Robert Riebisch schreef:
Then we have to convince him. :-) CD burning is currently a pain in DOS
and relies on closed source or even copyrighted software (OAK ASPI,
wnaspi32.dll, www.goldenhawk.com). I think another driver (XASPI?) built
on top of XCDROM would be of great help. :-)
it's the other way around:
base: controller/interface driver (SYM8XX.SYS for example)
add-on: disktype-dependent driver (ASPICD.SYS for example)

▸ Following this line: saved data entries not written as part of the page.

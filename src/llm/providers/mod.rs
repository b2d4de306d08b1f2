//! LLM provider implementations.
//!
//! `build(config, api_key)` is the factory — called at startup.
//! Adding a new backend = new module + new match arm.

pub mod dummy;
pub mod openai_compatible;

use crate::config::LlmConfig;
use crate::llm::{LlmProvider, ProviderError};

/// Construct a `LlmProvider` from config and an optional API key.
///
/// `api_key` is sourced from `LLM_API_KEY` env (never TOML) and is `None`
/// for keyless local models.
pub fn build(config: &LlmConfig, api_key: Option<String>) -> Result<LlmProvider, ProviderError> {
    match config.provider.as_str() {
        "dummy" => Ok(LlmProvider::Dummy(dummy::DummyProvider)),
        "openai" | "openai-compatible" => {
            let oai = &config.openai;
            let p = openai_compatible::OpenAiCompatibleProvider::new(
                oai.api_base_url.clone(),
                oai.model.clone(),
                oai.temperature,
                oai.max_tokens,
                oai.timeout_seconds,
                api_key,
            )?;
            Ok(LlmProvider::OpenAiCompatible(p))
        }
        _ => Err(ProviderError::UnknownProvider(config.provider.clone())),
    }
}
use std::fs;

use atividades::app::{Action, App};
use atividades::storage::{FileStore, KeyValueStore};
use atividades::task::TaskStatus;
use atividades::task_store::{TaskStore, TASKS_KEY};
use tempfile::tempdir;

#[test]
fn file_store_roundtrip_across_restarts() {
    let temp = tempdir().expect("tempdir");

    let mut tasks = TaskStore::load(FileStore::open(temp.path()).expect("open store"));
    assert!(tasks.is_empty());

    let milk = tasks.add("buy milk").expect("added");
    let dog = tasks.add("walk dog").expect("added");
    tasks.toggle_status(&dog);
    tasks.update(&milk, "buy oat milk");
    let in_memory = tasks.tasks().to_vec();

    let reopened = TaskStore::load(FileStore::open(temp.path()).expect("reopen store"));
    assert_eq!(reopened.tasks(), in_memory);
    assert_eq!(reopened.get(&dog).unwrap().status, TaskStatus::Inativo);
}

#[test]
fn stored_layout_is_a_plain_json_array() {
    let temp = tempdir().expect("tempdir");
    let mut tasks = TaskStore::load(FileStore::open(temp.path()).expect("open store"));
    let id = tasks.add("regar plantas").expect("added");

    let raw = fs::read_to_string(temp.path().join("tasks.json")).expect("read blob");
    let value: serde_json::Value = serde_json::from_str(&raw).expect("valid json");
    assert_eq!(
        value,
        serde_json::json!([{ "id": id, "description": "regar plantas", "status": "ativo" }])
    );
}

#[test]
fn corrupt_blob_starts_empty_and_is_overwritten_on_next_mutation() {
    let temp = tempdir().expect("tempdir");
    let mut store = FileStore::open(temp.path()).expect("open store");
    store.set_item(TASKS_KEY, "not json at all").expect("seed");

    let mut tasks = TaskStore::load(store);
    assert!(tasks.is_empty());

    tasks.add("fresh start");
    let reopened = TaskStore::load(FileStore::open(temp.path()).expect("reopen store"));
    assert_eq!(reopened.len(), 1);
}

#[test]
fn last_writer_wins() {
    let temp = tempdir().expect("tempdir");
    let mut first = TaskStore::load(FileStore::open(temp.path()).expect("open store"));
    let mut second = TaskStore::load(FileStore::open(temp.path()).expect("open store"));

    first.add("from first");
    second.add("from second");

    let reopened = TaskStore::load(FileStore::open(temp.path()).expect("reopen store"));
    assert_eq!(reopened.len(), 1);
    assert_eq!(reopened.tasks()[0].description, "from second");
}

#[test]
fn app_session_walkthrough() {
    let temp = tempdir().expect("tempdir");
    let mut app = App::new(TaskStore::load(FileStore::open(temp.path()).expect("open store")));

    for c in "buy milk".chars() {
        app.apply(Action::InputChar(c));
    }
    app.apply(Action::Submit);
    app.apply(Action::FocusNext);
    app.apply(Action::BeginEdit);
    app.apply(Action::ToggleStatus);
    app.apply(Action::SaveEdit);

    let reopened = TaskStore::load(FileStore::open(temp.path()).expect("reopen store"));
    assert_eq!(reopened.tasks()[0].status, TaskStatus::Inativo);

    app.apply(Action::Delete);
    let reopened = TaskStore::load(FileStore::open(temp.path()).expect("reopen store"));
    assert!(reopened.is_empty());
}
use serde::{Deserialize, Serialize};

#[derive(Debug, Clone, Copy, Default, PartialEq, Eq, Serialize, Deserialize)]
#[serde(rename_all = "lowercase")]
pub enum TaskStatus {
    #[default]
    Ativo,
    Inativo,
}

impl TaskStatus {
    pub fn toggled(self) -> Self {
        match self {
            TaskStatus::Ativo => TaskStatus::Inativo,
            TaskStatus::Inativo => TaskStatus::Ativo,
        }
    }

    pub fn as_str(self) -> &'static str {
        match self {
            TaskStatus::Ativo => "ativo",
            TaskStatus::Inativo => "inativo",
        }
    }

    /// Label of the action that moves a task out of this status.
    pub fn toggle_label(self) -> &'static str {
        match self {
            TaskStatus::Ativo => "Inativar",
            TaskStatus::Inativo => "Ativar",
        }
    }
}

#[derive(Debug, Serialize, Deserialize, Clone, PartialEq, Eq)]
pub struct Task {
    pub id: String,
    pub description: String,
    pub status: TaskStatus,
}

impl Task {
    pub fn new(id: String, description: String) -> Self {
        Self {
            id,
            description,
            status: TaskStatus::default(),
        }
    }
}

It would be great if ATAPICDD or XCDROM could behave as the ASPI add-on part, but Jack has no interest, so all that remains is someone else improving that functionality inside one or both of the CD-driver projects. If ASPI was supported, SCSI drives would also always work, provided you load the controller-specific driver. (ASPI8DOS, SYM8XX, etc...)

Would an *ATAPI* make sense on these computers? AFAIR ATAPI drives were
introduced in 486 times. Up to 386 most drives followed their own
standards and were connected to a sound card or drive-specific controller
card.
Embedded 186/286 platforms currently still made I guess, with ATAPI controller. There were 3 major soundcard interfaces for cdrom indeed, and separate controller cards (my dad has a Wearness CDD110, 2speed with custom interface).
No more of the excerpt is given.